What Ms. Magazine Will NOT Publish

Kathleen Parker has a column here dealing with the move by Ms. Magazine and others to make abortion hip. I print below part of Parker's commentary. However, I also must point out the very disappointing (and very dangerous) conclusion of the article, one in which Parker severely compromises her argument and brands herself as terribly naive and inconsistent. Be sure and read that portion too.

First, the well founded part of Parker's column...

...On Wednesday, Smeal told MSNBC's Tucker Carlson that abortion is "a medical procedure, that's obvious."

Actually, it's not obvious. Abortion certainly involves medical personnel and equipment, but the result is something more than merely medical. It is also human — or more to the point — inhuman.


To put an accurate face on abortion would require something that strict pro-choicers refuse to acknowledge: That abortion really has three faces — that of the mother, the father, and that of the ... what do we call it? Fetus is so South Park these days. How about the quirky "products of conception from your termination"?


That's how hospital administrators a few years ago in Glasgow, Scotland, labeled the post-abortion remains from Nicola McManus, who had induced the miscarriage of her nineweek-old "baby," as I prefer to call it, upon taking the RU486 "abortion pill."


McManus was startled to discover the remains in a jar resting on a shelf in her hospital room. Her outrage at the careless hospital staff brought tears and the sort of statement Ms. & Co. prefer not to hear: "Women need more counseling before abortions, not less," said McManus. "I will never get over what happened to me."

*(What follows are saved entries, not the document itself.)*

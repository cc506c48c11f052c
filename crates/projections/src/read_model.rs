//! Read model trait for query-side views.

/// Query access to a view maintained by a projection.
pub trait ReadModel: Send + Sync {
    fn name(&self) -> &'static str;

    /// Number of entries in the view. Reads the current state without
    /// waiting, so a view being written reports zero.
    fn count(&self) -> usize;
}
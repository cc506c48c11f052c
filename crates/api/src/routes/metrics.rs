//! Prometheus metrics endpoint.

use axum::extract::State;
use axum::http::{StatusCode, header};
use axum::response::IntoResponse;
use metrics_exporter_prometheus::PrometheusHandle;

const PROMETHEUS_TEXT_FORMAT: &str = "text/plain; version=0.0.4; charset=utf-8";

/// GET /metrics: engine counters and render latencies in Prometheus text
/// format.
pub async fn get(State(handle): State<PrometheusHandle>) -> impl IntoResponse {
    (
        StatusCode::OK,
        [(header::CONTENT_TYPE, PROMETHEUS_TEXT_FORMAT)],
        handle.render(),
    )
}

A nine-week-old fetus, for the record, has a heartbeat, a closed circulatory system, a respiratory system, eyes, ears and brain function. She can't go shopping yet, but she can squint, swallow, move her tongue and make a fist. She is not, in other words, "just a clump of cells."


The problem with petitions and "I Had An Abortion" T-shirts, such as those hawked by Planned Parenthood, is that they trivialize the deeply emotional and spiritual consequences many women suffer. They also deny girls and young women access to the nobler feminist position that knowledge is power...

And now the sad and irrational concession...

...Now for the painful disclaimer I hinted at above. It begins with "Nevertheless," and ends with "I am reluctantly pro-choice." The very bottom line is that abortion ultimately is a personal decision. That said, I favor far stricter limits than most pro-choicers, beginning with "six weeks and time's up."

I figure 42 days is enough time for a gal to figure out whether she's up for motherhood. It's not a perfect solution, but it's a sane remedy to appalling recklessness.


As I differ with pro-choicers, I also differ with pro-lifers who insist that once abortion is outlawed, hearts and minds will follow. It is more likely that abortion will continue, but will become more dangerous and even more hideous...

Sigh.

How can the killing of a preborn boy or girl be "more hideous" depending merely on the time when he or she is destroyed? Why is an early murder better than a later one?

As she shows in the early part of this article, Parker sees through the silliness of feminist language designed to de-humanize the fetus. Why then does she herself fail so miserably to follow through with the scientific reality and moral relevancy regarding the humanity of the tiny child from conception on?

I fear that Kathleen Parker, one of the well-established conservative voices over at Town Hall, may be trying to sell what she believes to be a new compromise measure. But it is one that the pro-aborts would never accept anyway. And it is one that pro-lifers must not accept -- at the peril of surrendering their foundational ethos.